- [Task objective]:
Lines in the listing under this task are to be copied exactly.

*** Dataset content ***

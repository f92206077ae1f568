//! Perspective projection and viewport mapping.

use crate::math::matrix::Matrix;
use crate::math::vec3::Vec3;
use crate::mesh::Triangle;

/// Near clipping plane distance.
pub const Z_NEAR: f32 = 0.1;
/// Far clipping plane distance.
pub const Z_FAR: f32 = 1000.0;

/// Below this magnitude a perspective divisor counts as zero and the
/// vertex is passed through unmodified.
const W_EPSILON: f32 = 1e-6;

/// Perspective projection parameters.
///
/// The aspect term is `height / width` (it scales x by the inverse of how
/// wide the frame is relative to its height); the focal term is
/// `1 / tan(fov / 2)` with the field of view given in degrees.
#[derive(Debug, Clone, Copy)]
pub struct Projection {
    fov_degrees: f32,
    aspect: f32,
}

impl Projection {
    pub fn new(fov_degrees: f32, width: u32, height: u32) -> Self {
        Self {
            fov_degrees,
            aspect: height as f32 / width as f32,
        }
    }

    /// Builds the perspective projection matrix.
    ///
    /// Maps view-space z into `[0, 1]` between the near and far planes and
    /// copies z into w so the perspective divide scales x and y by depth.
    pub fn matrix(&self) -> Matrix {
        let focal = 1.0 / (self.fov_degrees * 0.5).to_radians().tan();

        let mut m = Matrix::new(4, 4);
        m[(0, 0)] = self.aspect * focal;
        m[(1, 1)] = focal;
        m[(2, 2)] = Z_FAR / (Z_FAR - Z_NEAR);
        m[(3, 2)] = (-Z_FAR * Z_NEAR) / (Z_FAR - Z_NEAR);
        m[(2, 3)] = 1.0;
        m
    }
}

/// Projects a view-space triangle into normalized device coordinates.
///
/// Each vertex is multiplied by the projection matrix and divided by the
/// resulting w. A vertex whose w lands on zero (on the camera plane) is
/// left unmodified rather than divided.
pub fn project(triangle: &Triangle, projection: &Matrix) -> Triangle {
    Triangle {
        vertices: triangle.vertices.map(|v| {
            let clip = projection.transform_point(v);
            if clip.w.abs() > W_EPSILON {
                Vec3::new(clip.x / clip.w, clip.y / clip.w, clip.z / clip.w)
            } else {
                v
            }
        }),
        color: triangle.color,
    }
}

/// Maps normalized device coordinates to pixel coordinates.
///
/// Shifts the `[-1, 1]` range to `[0, 2]` and scales by half the frame
/// size. z is carried through for the depth sort.
pub fn to_screen(triangle: &Triangle, width: u32, height: u32) -> Triangle {
    let half_width = 0.5 * width as f32;
    let half_height = 0.5 * height as f32;
    Triangle {
        vertices: triangle.vertices.map(|v| {
            Vec3::new((v.x + 1.0) * half_width, (v.y + 1.0) * half_height, v.z)
        }),
        color: triangle.color,
    }
}

#[cfg(test)]
mod tests {
    use super::*;
    use crate::colors;
    use approx::assert_relative_eq;

    fn triangle_at(v: Vec3) -> Triangle {
        Triangle::new([v; 3], colors::WHITE)
    }

    #[test]
    fn square_frame_with_90_degree_fov_is_a_unit_frustum() {
        // fov 90 makes the focal term 1, so x/z and y/z fall straight out.
        let projection = Projection::new(90.0, 64, 64).matrix();
        let projected = project(&triangle_at(Vec3::new(1.0, 1.0, 2.0)), &projection);
        let v = projected.vertices[0];
        assert_relative_eq!(v.x, 0.5, epsilon = 1e-5);
        assert_relative_eq!(v.y, 0.5, epsilon = 1e-5);
    }

    #[test]
    fn aspect_scales_x_by_height_over_width() {
        let projection = Projection::new(90.0, 200, 100).matrix();
        let projected = project(&triangle_at(Vec3::new(1.0, 1.0, 1.0)), &projection);
        let v = projected.vertices[0];
        assert_relative_eq!(v.x, 0.5, epsilon = 1e-5);
        assert_relative_eq!(v.y, 1.0, epsilon = 1e-5);
    }

    #[test]
    fn depth_maps_into_unit_range() {
        let projection = Projection::new(90.0, 64, 64).matrix();
        let near = project(&triangle_at(Vec3::new(0.0, 0.0, Z_NEAR)), &projection);
        let far = project(&triangle_at(Vec3::new(0.0, 0.0, Z_FAR)), &projection);
        assert_relative_eq!(near.vertices[0].z, 0.0, epsilon = 1e-4);
        assert_relative_eq!(far.vertices[0].z, 1.0, epsilon = 1e-4);
    }

    #[test]
    fn zero_w_vertex_is_left_unmodified() {
        let projection = Projection::new(90.0, 64, 64).matrix();
        // z = 0 puts the vertex on the camera plane: w comes out zero.
        let on_plane = Vec3::new(0.3, -0.2, 0.0);
        let projected = project(&triangle_at(on_plane), &projection);
        assert_eq!(projected.vertices[0], on_plane);
    }

    #[test]
    fn screen_mapping_covers_the_frame() {
        let ndc = Triangle::new(
            [
                Vec3::new(-1.0, -1.0, 0.5),
                Vec3::new(1.0, 1.0, 0.5),
                Vec3::new(0.0, 0.0, 0.5),
            ],
            colors::WHITE,
        );
        let screen = to_screen(&ndc, 640, 480);
        assert_eq!(screen.vertices[0], Vec3::new(0.0, 0.0, 0.5));
        assert_eq!(screen.vertices[1], Vec3::new(640.0, 480.0, 0.5));
        assert_eq!(screen.vertices[2], Vec3::new(320.0, 240.0, 0.5));
    }
}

*** End of Dataset content ***

- [Exercise result]:
repository f92206077ae1f568
//! Perspective projection and viewport mapping.

use crate::math::matrix::Matrix;
use crate::math::vec3::Vec3;
use crate::mesh::Triangle;

/// Near clipping plane distance.
pub const Z_NEAR: f32 = 0.1;
/// Far clipping plane distance.
pub const Z_FAR: f32 = 1000.0;

/// Below this magnitude a perspective divisor counts as zero and the
/// vertex is passed through unmodified.
const W_EPSILON: f32 = 1e-6;

/// Perspective projection parameters.
///
/// The aspect term is `height / width` (it scales x by the inverse of how
/// wide the frame is relative to its height); the focal term is
/// `1 / tan(fov / 2)` with the field of view given in degrees.
#[derive(Debug, Clone, Copy)]
pub struct Projection {
    fov_degrees: f32,
    aspect: f32,
}

impl Projection {
    pub fn new(fov_degrees: f32, width: u32, height: u32) -> Self {
        Self {
            fov_degrees,
            aspect: height as f32 / width as f32,
        }
    }

    /// Builds the perspective projection matrix.
    ///
    /// Maps view-space z into `[0, 1]` between the near and far planes and
    /// copies z into w so the perspective divide scales x and y by depth.
    pub fn matrix(&self) -> Matrix {
        let focal = 1.0 / (self.fov_degrees * 0.5).to_radians().tan();

        let mut m = Matrix::new(4, 4);
        m[(0, 0)] = self.aspect * focal;
        m[(1, 1)] = focal;
        m[(2, 2)] = Z_FAR / (Z_FAR - Z_NEAR);
        m[(3, 2)] = (-Z_FAR * Z_NEAR) / (Z_FAR - Z_NEAR);
        m[(2, 3)] = 1.0;
        m
    }
}

/// Projects a view-space triangle into normalized device coordinates.
///
/// Each vertex is multiplied by the projection matrix and divided by the
/// resulting w. A vertex whose w lands on zero (on the camera plane) is
/// left unmodified rather than divided.
pub fn project(triangle: &Triangle, projection: &Matrix) -> Triangle {
    Triangle {
        vertices: triangle.vertices.map(|v| {
            let clip = projection.transform_point(v);
            if clip.w.abs() > W_EPSILON {
                Vec3::new(clip.x / clip.w, clip.y / clip.w, clip.z / clip.w)
            } else {
                v
            }
        }),
        color: triangle.color,
    }
}

/// Maps normalized device coordinates to pixel coordinates.
///
/// Shifts the `[-1, 1]` range to `[0, 2]` and scales by half the frame
/// size. z is carried through for the depth sort.
pub fn to_screen(triangle: &Triangle, width: u32, height: u32) -> Triangle {
    let half_width = 0.5 * width as f32;
    let half_height = 0.5 * height as f32;
    Triangle {
        vertices: triangle.vertices.map(|v| {
            Vec3::new((v.x + 1.0) * half_width, (v.y + 1.0) * half_height, v.z)
        }),
        color: triangle.color,
    }
}

#[cfg(test)]
mod tests {
    use super::*;
    use crate::colors;
    use approx::assert_relative_eq;

    fn triangle_at(v: Vec3) -> Triangle {
        Triangle::new([v; 3], colors::WHITE)
    }

    #[test]
    fn square_frame_with_90_degree_fov_is_a_unit_frustum() {
        // fov 90 makes the focal term 1, so x/z and y/z fall straight out.
        let projection = Projection::new(90.0, 64, 64).matrix();
        let projected = project(&triangle_at(Vec3::new(1.0, 1.0, 2.0)), &projection);
        let v = projected.vertices[0];
        assert_relative_eq!(v.x, 0.5, epsilon = 1e-5);
        assert_relative_eq!(v.y, 0.5, epsilon = 1e-5);
    }

    #[test]
    fn aspect_scales_x_by_height_over_width() {
        let projection = Projection::new(90.0, 200, 100).matrix();
        let projected = project(&triangle_at(Vec3::new(1.0, 1.0, 1.0)), &projection);
        let v = projected.vertices[0];
        assert_relative_eq!(v.x, 0.5, epsilon = 1e-5);
        assert_relative_eq!(v.y, 1.0, epsilon = 1e-5);
    }

    #[test]
    fn depth_maps_into_unit_range() {
        let projection = Projection::new(90.0, 64, 64).matrix();
        let near = project(&triangle_at(Vec3::new(0.0, 0.0, Z_NEAR)), &projection);
        let far = project(&triangle_at(Vec3::new(0.0, 0.0, Z_FAR)), &projection);
        assert_relative_eq!(near.vertices[0].z, 0.0, epsilon = 1e-4);
        assert_relative_eq!(far.vertices[0].z, 1.0, epsilon = 1e-4);
    }

    #[test]
    fn zero_w_vertex_is_left_unmodified() {
        let projection = Projection::new(90.0, 64, 64).matrix();
        // z = 0 puts the vertex on the camera plane: w comes out zero.
        let on_plane = Vec3::new(0.3, -0.2, 0.0);
        let projected = project(&triangle_at(on_plane), &projection);
        assert_eq!(projected.vertices[0], on_plane);
    }

    #[test]
    fn screen_mapping_covers_the_frame() {
        let ndc = Triangle::new(
            [
                Vec3::new(-1.0, -1.0, 0.5),
                Vec3::new(1.0, 1.0, 0.5),
                Vec3::new(0.0, 0.0, 0.5),
            ],
            colors::WHITE,
        );
        let screen = to_screen(&ndc, 640, 480);
        assert_eq!(screen.vertices[0], Vec3::new(0.0, 0.0, 0.5));
        assert_eq!(screen.vertices[1], Vec3::new(640.0, 480.0, 0.5));
        assert_eq!(screen.vertices[2], Vec3::new(320.0, 240.0, 0.5));
    }
}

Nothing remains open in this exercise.